Terlebih apabila pasangan suami istri tak memiliki komitmen yang kuat pada pernikahan yang berlandaskan agama. Penilaian luhur terhadap nilai moral perkawinan sudah kian menipis, karena tidak semua pasangan memahami makna perceraian. Perceraian sejatinya tak mudah, bahwa tidak begitu saja seorang suami menjatuhkan talak, maka proses perceraian terjadi.
Jadi tak bisa langsung berkata: cerai! Namun harus ada proses terjadinya perceraian tersebut. Ambil contoh, sebuah rumah tangga sudah tak harmonis, maka boleh pisah ranjang ranjang. Artinya, berpisah dulu untuk menenangkan atau cooling down . Jika masih belum ada kata perdamaian, maka seperti disitas dalam Al-Qur’an disebutkan, pihak laki-laki dan perempuan mengutus keluarganya bertemu memusyawarah. Selanjutnya meminta nasehat pada BP4, maka terakhir diproses di pengadilan agama (PA).
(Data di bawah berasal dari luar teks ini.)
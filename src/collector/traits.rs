//! Seams between the collector and the outside world.
//!
//! The `FileSystem` trait lets OS metrics be read from the real `/proc` on
//! Linux or from an in-memory `MockFs` in tests. The `Database` trait does the
//! same for the monitored server: production code talks to PostgreSQL, tests
//! replay scripted results.

use std::io;
use std::path::Path;

use thiserror::Error;

use crate::snapshot::Snapshot;

/// Abstraction for filesystem reads.
pub trait FileSystem: Send + Sync {
    /// Reads the entire contents of a file as a string.
    fn read_to_string(&self, path: &Path) -> io::Result<String>;
}

/// Real filesystem implementation that delegates to `std::fs`.
#[derive(Debug, Default, Clone, Copy)]
pub struct RealFs;

impl RealFs {
    pub fn new() -> Self {
        Self
    }
}

impl FileSystem for RealFs {
    fn read_to_string(&self, path: &Path) -> io::Result<String> {
        std::fs::read_to_string(path)
    }
}

/// Error returned by [`Database::query`].
#[derive(Debug, Clone, PartialEq, Eq, Error)]
pub enum DbError {
    /// The session is gone; callers must stop using this database.
    #[error("PostgreSQL: {0}")]
    Connection(String),
    /// The statement failed; the session is still usable.
    #[error("PostgreSQL query error: {0}")]
    Query(String),
}

/// A monitored database server.
pub trait Database {
    /// Runs `sql` and returns its result with every value rendered as text.
    fn query(&mut self, sql: &str) -> Result<Snapshot, DbError>;

    /// `server_version_num` of the connected server, e.g. `160002`.
    fn server_version_num(&self) -> Option<i32>;
}

impl<D: Database + ?Sized> Database for Box<D> {
    fn query(&mut self, sql: &str) -> Result<Snapshot, DbError> {
        (**self).query(sql)
    }

    fn server_version_num(&self) -> Option<i32> {
        (**self).server_version_num()
    }
}

#[cfg(test)]
mod tests {
    use super::*;
    use std::env;

    #[test]
    fn test_real_fs_read_to_string() {
        let fs = RealFs::new();
        let cargo_toml = env::current_dir().unwrap().join("Cargo.toml");
        let content = fs.read_to_string(&cargo_toml).unwrap();
        assert!(content.contains("[package]"));
    }

    #[test]
    fn test_real_fs_missing_file() {
        let fs = RealFs::new();
        assert!(fs.read_to_string(Path::new("/nonexistent/path/12345")).is_err());
    }
}
//! Tabular samples and the delta engine built on top of them.
//!
//! A [`Snapshot`] is one sample of a query result (or of an OS metrics
//! source) rendered as text cells. Two snapshots taken some seconds apart are
//! turned into per-second rates by [`diff`], ordered by [`sort`] and prepared
//! for fixed-width display by [`align`].

mod align;
mod diff;
mod sort;

pub use align::{AlignStatus, ColumnWidths, MAX_AUTO_WIDTH, MIN_COLUMN_WIDTH, TRUNCATION_MARKER, align};
pub use diff::{DiffError, DiffRange, diff};
pub use sort::{column_is_numeric, sort};

/// A single nullable text cell.
pub type Cell = Option<String>;

/// One row: a cell per column, in column order.
pub type Row = Vec<Cell>;

/// One tabular sample.
///
/// Every row always holds exactly one cell per column; constructors pad or
/// cut rows to keep that true. A snapshot with an error never has rows.
#[derive(Debug, Clone, Default, PartialEq)]
pub struct Snapshot {
    columns: Vec<String>,
    rows: Vec<Row>,
    valid: bool,
    error: Option<String>,
}

impl Snapshot {
    /// A snapshot that was never sampled.
    pub fn empty() -> Self {
        Self::default()
    }

    /// Builds a valid snapshot from column names and rows.
    pub fn new(columns: Vec<String>, rows: Vec<Row>) -> Self {
        let width = columns.len();
        let rows = rows
            .into_iter()
            .map(|mut row| {
                row.resize(width, None);
                row
            })
            .collect();

        Self {
            columns,
            rows,
            valid: true,
            error: None,
        }
    }

    /// Convenience constructor for fixtures and OS metric tables.
    pub fn from_text<S: AsRef<str>>(columns: &[S], rows: &[Vec<S>]) -> Self {
        Self::new(
            columns.iter().map(|c| c.as_ref().to_string()).collect(),
            rows.iter()
                .map(|r| r.iter().map(|c| Some(c.as_ref().to_string())).collect())
                .collect(),
        )
    }

    /// A sampled-but-failed snapshot: valid for the pipeline, no rows.
    pub fn failed(columns: Vec<String>, error: impl Into<String>) -> Self {
        Self {
            columns,
            rows: Vec::new(),
            valid: true,
            error: Some(error.into()),
        }
    }

    pub fn columns(&self) -> &[String] {
        &self.columns
    }

    pub fn rows(&self) -> &[Row] {
        &self.rows
    }

    pub(crate) fn rows_mut(&mut self) -> &mut [Row] {
        &mut self.rows
    }

    pub fn row_count(&self) -> usize {
        self.rows.len()
    }

    pub fn column_count(&self) -> usize {
        self.columns.len()
    }

    /// `false` until a read completed, successfully or not.
    pub fn is_valid(&self) -> bool {
        self.valid
    }

    pub fn error(&self) -> Option<&str> {
        self.error.as_deref()
    }

    /// Text of a cell; `None` for NULL or out-of-range coordinates.
    pub fn cell(&self, row: usize, column: usize) -> Option<&str> {
        self.rows.get(row)?.get(column)?.as_deref()
    }

    /// Returns the index of the named column.
    pub fn column_index(&self, name: &str) -> Option<usize> {
        self.columns.iter().position(|c| c == name)
    }

    /// Keeps only rows for which `keep` returns `true`.
    pub fn retain_rows(&mut self, mut keep: impl FnMut(&Row) -> bool) {
        self.rows.retain(|row| keep(row));
    }

    /// Builds a snapshot with the same shape but new rows.
    pub(crate) fn with_rows(&self, rows: Vec<Row>) -> Self {
        Self {
            columns: self.columns.clone(),
            rows,
            valid: self.valid,
            error: self.error.clone(),
        }
    }
}

#[cfg(test)]
mod tests {
    use super::*;

    #[test]
    fn empty_snapshot_is_not_valid() {
        let s = Snapshot::empty();
        assert!(!s.is_valid());
        assert_eq!(s.row_count(), 0);
        assert_eq!(s.column_count(), 0);
    }

    #[test]
    fn new_pads_and_cuts_rows_to_column_count() {
        let s = Snapshot::new(
            vec!["a".into(), "b".into()],
            vec![
                vec![Some("1".into())],
                vec![Some("1".into()), Some("2".into()), Some("3".into())],
            ],
        );
        assert!(s.is_valid());
        assert_eq!(s.rows()[0].len(), 2);
        assert_eq!(s.rows()[1].len(), 2);
        assert_eq!(s.cell(0, 1), None);
        assert_eq!(s.cell(1, 1), Some("2"));
    }

    #[test]
    fn failed_snapshot_is_valid_without_rows() {
        let s = Snapshot::failed(vec!["pid".into()], "ERROR: relation does not exist");
        assert!(s.is_valid());
        assert_eq!(s.row_count(), 0);
        assert_eq!(s.error(), Some("ERROR: relation does not exist"));
    }

    #[test]
    fn retain_rows_filters_in_place() {
        let mut s = Snapshot::from_text(&["name"], &[vec!["a"], vec!["b"], vec!["a"]]);
        s.retain_rows(|row| row[0].as_deref() == Some("a"));
        assert_eq!(s.row_count(), 2);
    }

    #[test]
    fn column_index_finds_by_name() {
        let s = Snapshot::from_text(&["pid", "state"], &[]);
        assert_eq!(s.column_index("state"), Some(1));
        assert_eq!(s.column_index("query"), None);
    }
}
Akan tetapi hakim (PA), pun tidak langsung atau “ujug-ujug” memutuskan, namun terlebih dulu mendamaikan. Biasanya, hakim PA akan memberi nasehat dulu, kemudian diberi tempo untuk kembali. Nah, setelah itu barulah melalui proses persidangan dengan menanyakan pemasalahan juga menghadirkan para saksi.